This Pound Sterling report will address the factors that are likely to affect GBP exchange rates this week. The table below shows the market movements for a number of currency pairings in the last 30 days:

Currency Pair% ChangeDifference on £200,000
GBP/EUR3.3%€7,000
GBP/USD2.1%$5,400
GBP/CAD3.4%CAD $10,800
narrow win on the brexit vote

Sterling makes significant gains in past 7 days

Over the past seven days, since Sterling plummeted to an 8-year low against the Euro, we have seen a sharp spike for the Pound which has presented a brief respite for any clients looking to buy foreign currency.

The Pound has gained by as much as 1.5% against the single currency in the past week, meaning a property purchase of €200,000 could now cost almost £3,000 less compared to just a few days ago. With the ongoing Brexit uncertainty hanging over the Pound and weighing down on its value whilst there are still so many question marks over how this will actually pan out, acting on these spikes quickly could prove a very good cost saving exercise.

Yesterday for example, we did see some of the Pound’s gains reversed ever so slightly during the morning’s trading, after the UK services sector posted its slowest growth figures in almost a year for August.

In my opinion, the main reason for this slowdown is a direct result of the impact that Brexit uncertainty is having on businesses decisions to spend, as they are concerned as to what the effect mean as to how their business runs and their profits in the years to come.

With the services sector making up around 80% of the UK economy, the warning signals are beginning to sound and if we see a continued fall in the sector due to Brexit jitters, we are likely to see the Pound fall.

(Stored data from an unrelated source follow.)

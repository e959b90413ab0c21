//! Implements a SQLite backed user store.
use std::sync::{Arc, Mutex};

use email_address::EmailAddress;
use rusqlite::{Connection, Row};

use crate::{
    Error,
    db::{CreateTable, MapRow},
    models::{PasswordHash, User, UserID},
    stores::UserStore,
};

/// Handles the creation and retrieval of [User] objects.
#[derive(Debug, Clone)]
pub struct SQLiteUserStore {
    connection: Arc<Mutex<Connection>>,
}

impl SQLiteUserStore {
    /// Create a new user store for the SQLite `connection`.
    pub fn new(connection: Arc<Mutex<Connection>>) -> Self {
        Self { connection }
    }
}

impl UserStore for SQLiteUserStore {
    /// Create and insert a new user into the database.
    ///
    /// # Panics
    ///
    /// Panics if the database lock is already acquired by the same thread or
    /// is poisoned.
    ///
    /// # Errors
    ///
    /// Returns [Error::DuplicateEmail] if `email` is already registered, or
    /// [Error::SqlError] if an SQL related error occurred.
    fn create(
        &mut self,
        name: &str,
        email: EmailAddress,
        password_hash: PasswordHash,
    ) -> Result<User, Error> {
        let connection = self.connection.lock().unwrap();

        connection.execute(
            "INSERT INTO user (name, email, password) VALUES (?1, ?2, ?3)",
            (name, &email.to_string(), password_hash.to_string()),
        )?;

        let id = UserID::new(connection.last_insert_rowid());

        Ok(User::new(
            id,
            name.to_string(),
            Some(email),
            Some(password_hash),
        ))
    }

    /// Get the user with the specified `id`.
    ///
    /// # Panics
    ///
    /// Panics if the database lock is already acquired by the same thread or
    /// is poisoned.
    ///
    /// # Errors
    ///
    /// Returns [Error::NotFound] if there is no user with the specified ID,
    /// or [Error::SqlError] if there are SQL related errors.
    fn get(&self, id: UserID) -> Result<User, Error> {
        self.connection
            .lock()
            .unwrap()
            .prepare("SELECT id, name, email, password FROM user WHERE id = :id")?
            .query_row(&[(":id", &id.as_i64())], Self::map_row)
            .map_err(|e| e.into())
    }

    /// Get the user with the specified `email` address.
    ///
    /// # Panics
    ///
    /// Panics if the database lock is already acquired by the same thread or
    /// is poisoned.
    ///
    /// # Errors
    ///
    /// Returns [Error::NotFound] if there is no user with the specified
    /// email, or [Error::SqlError] if there are SQL related errors.
    fn get_by_email(&self, email: &EmailAddress) -> Result<User, Error> {
        self.connection
            .lock()
            .unwrap()
            .prepare("SELECT id, name, email, password FROM user WHERE email = :email")?
            .query_row(&[(":email", &email.to_string())], Self::map_row)
            .map_err(|e| e.into())
    }
}

impl CreateTable for SQLiteUserStore {
    fn create_table(connection: &Connection) -> Result<(), rusqlite::Error> {
        // Email and password are nullable for accounts that predate
        // authentication. SQLite's UNIQUE treats NULLs as distinct.
        connection.execute(
            "CREATE TABLE IF NOT EXISTS user (
                    id INTEGER PRIMARY KEY,
                    name TEXT NOT NULL,
                    email TEXT UNIQUE,
                    password TEXT
                    )",
            (),
        )?;

        Ok(())
    }
}

impl MapRow for SQLiteUserStore {
    type ReturnType = User;

    fn map_row_with_offset(row: &Row, offset: usize) -> Result<Self::ReturnType, rusqlite::Error> {
        let raw_id = row.get(offset)?;
        let name: String = row.get(offset + 1)?;
        let raw_email: Option<String> = row.get(offset + 2)?;
        let raw_password_hash: Option<String> = row.get(offset + 3)?;

        let id = UserID::new(raw_id);
        let email = raw_email.map(EmailAddress::new_unchecked);
        let password_hash = raw_password_hash
            .as_deref()
            .map(PasswordHash::new_unchecked);

        Ok(User::new(id, name, email, password_hash))
    }
}
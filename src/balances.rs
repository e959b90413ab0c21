//! This file defines the route that serves the aggregated balance and the
//! monthly summary.

use axum::{
    Extension, Json,
    extract::{Query, State},
    http::StatusCode,
    response::{IntoResponse, Response},
};
use serde::{Deserialize, Serialize};
use time::OffsetDateTime;

use crate::{
    AppState,
    balance::{Balances, MonthlySummary, aggregate},
    models::{Currency, User},
    stores::TransactionStore,
    validation::ValidationErrors,
};

/// The query parameters for `GET /api/balance`.
#[derive(Debug, Clone, Deserialize)]
pub struct BalanceQuery {
    /// The currency to project the total into. Defaults to USD.
    pub display: Option<String>,
}

/// The response body for `GET /api/balance`.
#[derive(Debug, Clone, PartialEq, Serialize)]
pub struct BalanceResponse {
    /// The currency the total is projected into.
    pub display: Currency,
    /// Signed running totals per currency.
    pub balances: Balances,
    /// The balance projected into the display currency.
    pub total: f64,
    /// Derived figures for the current calendar month.
    pub monthly: MonthlySummary,
}

/// Handler for `GET /api/balance`: folds the session user's transactions
/// into per-currency totals and projects them into the display currency.
///
/// Balances are recomputed from the stored transactions on every request,
/// nothing is persisted.
pub async fn get_balance(
    State(state): State<AppState>,
    Extension(user): Extension<User>,
    Query(query): Query<BalanceQuery>,
) -> Response {
    let display = match query.display.as_deref() {
        None => Currency::Usd,
        Some(raw) => match raw.parse() {
            Ok(currency) => currency,
            Err(_) => {
                let mut errors = ValidationErrors::new();
                errors.push("display", "the currency must be one of 'USD', 'AOA' or 'EUR'");
                return errors.into_response();
            }
        },
    };

    let transactions = match state.transaction_store.get_by_user(user.id()) {
        Ok(transactions) => transactions,
        Err(error) => return error.into_response(),
    };

    let balances = aggregate(&transactions);
    let total = balances.total_in(display, &state.rate_table);
    let monthly = MonthlySummary::compute(
        &transactions,
        display,
        &state.rate_table,
        &state.essential_keywords,
        OffsetDateTime::now_utc(),
    );

    (
        StatusCode::OK,
        Json(BalanceResponse {
            display,
            balances,
            total,
            monthly,
        }),
    )
        .into_response()
}

#[cfg(test)]
mod balance_route_tests {
    use axum::http::StatusCode;
    use axum_extra::extract::cookie::Cookie;
    use axum_test::TestServer;
    use serde_json::json;

    use crate::{auth::SESSION_COOKIE, endpoints, test_utils::test_server};

    async fn register(server: &TestServer) -> Cookie<'static> {
        let response = server
            .post(endpoints::SESSION)
            .json(&json!({
                "mode": "register",
                "name": "Ana",
                "email": "a@x.com",
                "password": "secret1",
            }))
            .await;
        response.assert_status(StatusCode::CREATED);

        response.cookie(SESSION_COOKIE)
    }

    async fn add_transaction(
        server: &TestServer,
        cookie: &Cookie<'static>,
        kind: &str,
        amount: f64,
        description: &str,
        currency: &str,
    ) {
        server
            .post(endpoints::TRANSACTIONS)
            .add_cookie(cookie.clone())
            .json(&json!({
                "type": kind,
                "amount": amount,
                "description": description,
                "moeda": currency,
            }))
            .await
            .assert_status(StatusCode::CREATED);
    }

    #[tokio::test]
    async fn balance_projects_into_the_display_currency() {
        let (server, _) = test_server();
        let cookie = register(&server).await;
        add_transaction(&server, &cookie, "ENTRADA", 100.0, "Salário", "USD").await;
        add_transaction(&server, &cookie, "SAIDA", 40.0, "Comida", "USD").await;
        add_transaction(&server, &cookie, "ENTRADA", 50.0, "Venda", "EUR").await;

        let response = server
            .get(endpoints::BALANCE)
            .add_query_param("display", "USD")
            .add_cookie(cookie)
            .await;

        response.assert_status_ok();
        let body = response.json::<serde_json::Value>();
        assert_eq!(body["display"], "USD");
        assert_eq!(body["balances"]["USD"], 60.0);
        assert_eq!(body["balances"]["EUR"], 50.0);
        assert_eq!(body["balances"]["AOA"], 0.0);
        assert_eq!(body["total"], 60.0 + 50.0 * 1.09);
    }

    #[tokio::test]
    async fn balance_includes_the_monthly_summary() {
        let (server, _) = test_server();
        let cookie = register(&server).await;
        add_transaction(&server, &cookie, "ENTRADA", 200.0, "Salário", "USD").await;
        add_transaction(&server, &cookie, "SAIDA", 50.0, "Comida", "USD").await;

        let response = server.get(endpoints::BALANCE).add_cookie(cookie).await;

        response.assert_status_ok();
        let body = response.json::<serde_json::Value>();
        assert_eq!(body["monthly"]["income"], 200.0);
        assert_eq!(body["monthly"]["outcome"], 50.0);
        assert_eq!(body["monthly"]["essentialExpenses"], 50.0);
        assert_eq!(body["monthly"]["savingsRate"], 75.0);
    }

    #[tokio::test]
    async fn unknown_display_currency_is_rejected() {
        let (server, _) = test_server();
        let cookie = register(&server).await;

        let response = server
            .get(endpoints::BALANCE)
            .add_query_param("display", "GBP")
            .add_cookie(cookie)
            .await;

        response.assert_status(StatusCode::BAD_REQUEST);
    }

    #[tokio::test]
    async fn balance_requires_a_session() {
        let (server, _) = test_server();

        server
            .get(endpoints::BALANCE)
            .await
            .assert_status(StatusCode::UNAUTHORIZED);
    }
}
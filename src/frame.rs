//! Per-frame evaluation of all detected hands.

use std::time::Instant;

use crate::{
    hand::{
        gesture::{GestureClassifier, GestureResult},
        landmark::LandmarkSet,
    },
    resolution::Resolution,
    timer::Timer,
};

/// A hand as reported by the detector: its landmarks and the detector's confidence.
#[derive(Debug, Clone, PartialEq)]
pub struct HandDetection {
    landmarks: LandmarkSet,
    confidence: f32,
}

impl HandDetection {
    pub fn new(landmarks: LandmarkSet, confidence: f32) -> Self {
        Self {
            landmarks,
            confidence,
        }
    }

    pub fn landmarks(&self) -> &LandmarkSet {
        &self.landmarks
    }

    pub fn confidence(&self) -> f32 {
        self.confidence
    }
}

/// The gestures of all hands in one frame, plus the measured frame rate.
#[derive(Debug, Clone, PartialEq)]
pub struct FrameReport {
    hands: Vec<GestureResult>,
    frame_rate: f32,
}

impl FrameReport {
    pub(crate) fn new(hands: Vec<GestureResult>, frame_rate: f32) -> Self {
        Self { hands, frame_rate }
    }

    /// Returns the classified hands, in the order the detector emitted them.
    pub fn hands(&self) -> &[GestureResult] {
        &self.hands
    }

    pub fn into_hands(self) -> Vec<GestureResult> {
        self.hands
    }

    /// Instantaneous frame rate in frames per second, for display.
    ///
    /// This is `0.0` for the first frame, and for frames that have the same timestamp as the
    /// previous frame.
    pub fn frame_rate(&self) -> f32 {
        self.frame_rate
    }
}

/// Classifies the hands of consecutive frames of a video stream.
///
/// Apart from the timestamp of the previous frame (for measuring the frame rate), no state is
/// carried between frames: every frame is classified from scratch, and a hand that disappears and
/// reappears is unrelated to its earlier appearance. Use one evaluator per video stream.
#[derive(Debug, Clone)]
pub struct FrameEvaluator {
    classifier: GestureClassifier,
    prev_timestamp: Option<Instant>,
    t_classify: Timer,
}

impl Default for FrameEvaluator {
    fn default() -> Self {
        Self::new(GestureClassifier::default())
    }
}

impl FrameEvaluator {
    pub fn new(classifier: GestureClassifier) -> Self {
        Self {
            classifier,
            prev_timestamp: None,
            t_classify: Timer::new("classify"),
        }
    }

    pub fn classifier(&self) -> &GestureClassifier {
        &self.classifier
    }

    /// Evaluates a frame that was just processed, timestamping it with the current time.
    pub fn evaluate(&mut self, hands: &[LandmarkSet], res: Resolution) -> FrameReport {
        self.evaluate_at(Instant::now(), hands, res)
    }

    /// Evaluates a frame with an explicit timestamp.
    pub fn evaluate_at(
        &mut self,
        timestamp: Instant,
        hands: &[LandmarkSet],
        res: Resolution,
    ) -> FrameReport {
        let results = self.t_classify.time(|| {
            hands
                .iter()
                .map(|set| self.classifier.classify(set, res))
                .collect::<Vec<_>>()
        });
        self.finish(timestamp, results)
    }

    /// Evaluates a frame of detector outputs, carrying each hand's confidence into its result.
    pub fn evaluate_detections(
        &mut self,
        timestamp: Instant,
        detections: &[HandDetection],
        res: Resolution,
    ) -> FrameReport {
        let results = self.t_classify.time(|| {
            detections
                .iter()
                .map(|det| {
                    self.classifier
                        .classify(det.landmarks(), res)
                        .with_confidence(det.confidence())
                })
                .collect::<Vec<_>>()
        });
        self.finish(timestamp, results)
    }

    /// Forgets the previous frame's timestamp, as if the evaluator was newly created.
    pub fn reset(&mut self) {
        self.prev_timestamp = None;
    }

    /// Returns profiling timers for use with [`FpsCounter::tick_with`].
    ///
    /// [`FpsCounter::tick_with`]: crate::timer::FpsCounter::tick_with
    pub fn timers(&self) -> impl IntoIterator<Item = &Timer> + '_ {
        [&self.t_classify]
    }

    fn finish(&mut self, timestamp: Instant, results: Vec<GestureResult>) -> FrameReport {
        for (i, res) in results.iter().enumerate() {
            log::trace!(
                "hand {i} ({}): {} fingers, pinch={}, open={}",
                res.handedness(),
                res.fingers_extended(),
                res.is_pinch(),
                res.is_open(),
            );
        }

        let frame_rate = self.frame_rate(timestamp);
        FrameReport::new(results, frame_rate)
    }

    fn frame_rate(&mut self, now: Instant) -> f32 {
        let prev = self.prev_timestamp.replace(now);
        let Some(prev) = prev else { return 0.0 };

        // `saturating_duration_since` maps timestamps earlier than `prev` to zero as well.
        let elapsed = now.saturating_duration_since(prev);
        if elapsed.is_zero() {
            log::debug!("frame timestamp did not advance, reporting 0 FPS");
            return 0.0;
        }
        1.0 / elapsed.as_secs_f32()
    }
}
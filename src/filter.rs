//! Filtering of values that change from frame to frame.

mod debounce;
mod ema;

pub use debounce::Debounce;
pub use ema::Ema;

/// A filter for values of type `V`.
pub trait Filter<V> {
    /// Adds a new value to the filter, returning the filtered value.
    fn push(&mut self, value: V) -> V;

    /// Resets the accumulated history and state of the filter to be identical to the state just
    /// after construction.
    fn reset(&mut self);
}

Brexit jitters continue to weigh on the Pound long-term

In fact, there have been more question marks raised over the Brexit situation over the past few days, with a top EU official claiming that it was a ‘stupid idea’ and that it could still ‘legally’ be reversed if the UK decided to. The Labour party fanned the flames further earlier this week, with rumours that they will be issuing a three-line whip to their MPs to vote against the Conservative’s EU withdrawal bill next week. There is fresh controversy each week regarding the UK’s negotiations with Europe which all have the propensity to affect the Pound’s value, so stay in touch with your account manager here who can keep you up to speed with all the latest market movements.

Looking further ahead to the end of this week there is a raft of data from the UK that could affect the Pound, with Industrial and Manufacturing Production figures being released at 09:30 on Friday morning. As with yesterday’s services data, if these figures show a knock-on effect from a lack of consumer confidence, we could see further pressure heaped on the Pound. One saving grace for the Pound could come from July’s trade balance figures which are released at the same time, as with the Pound being so cheap to buy for foreign investors, we may have seen a rise in demand for our exported goods.

*Breaking news* - No more free movement of labour?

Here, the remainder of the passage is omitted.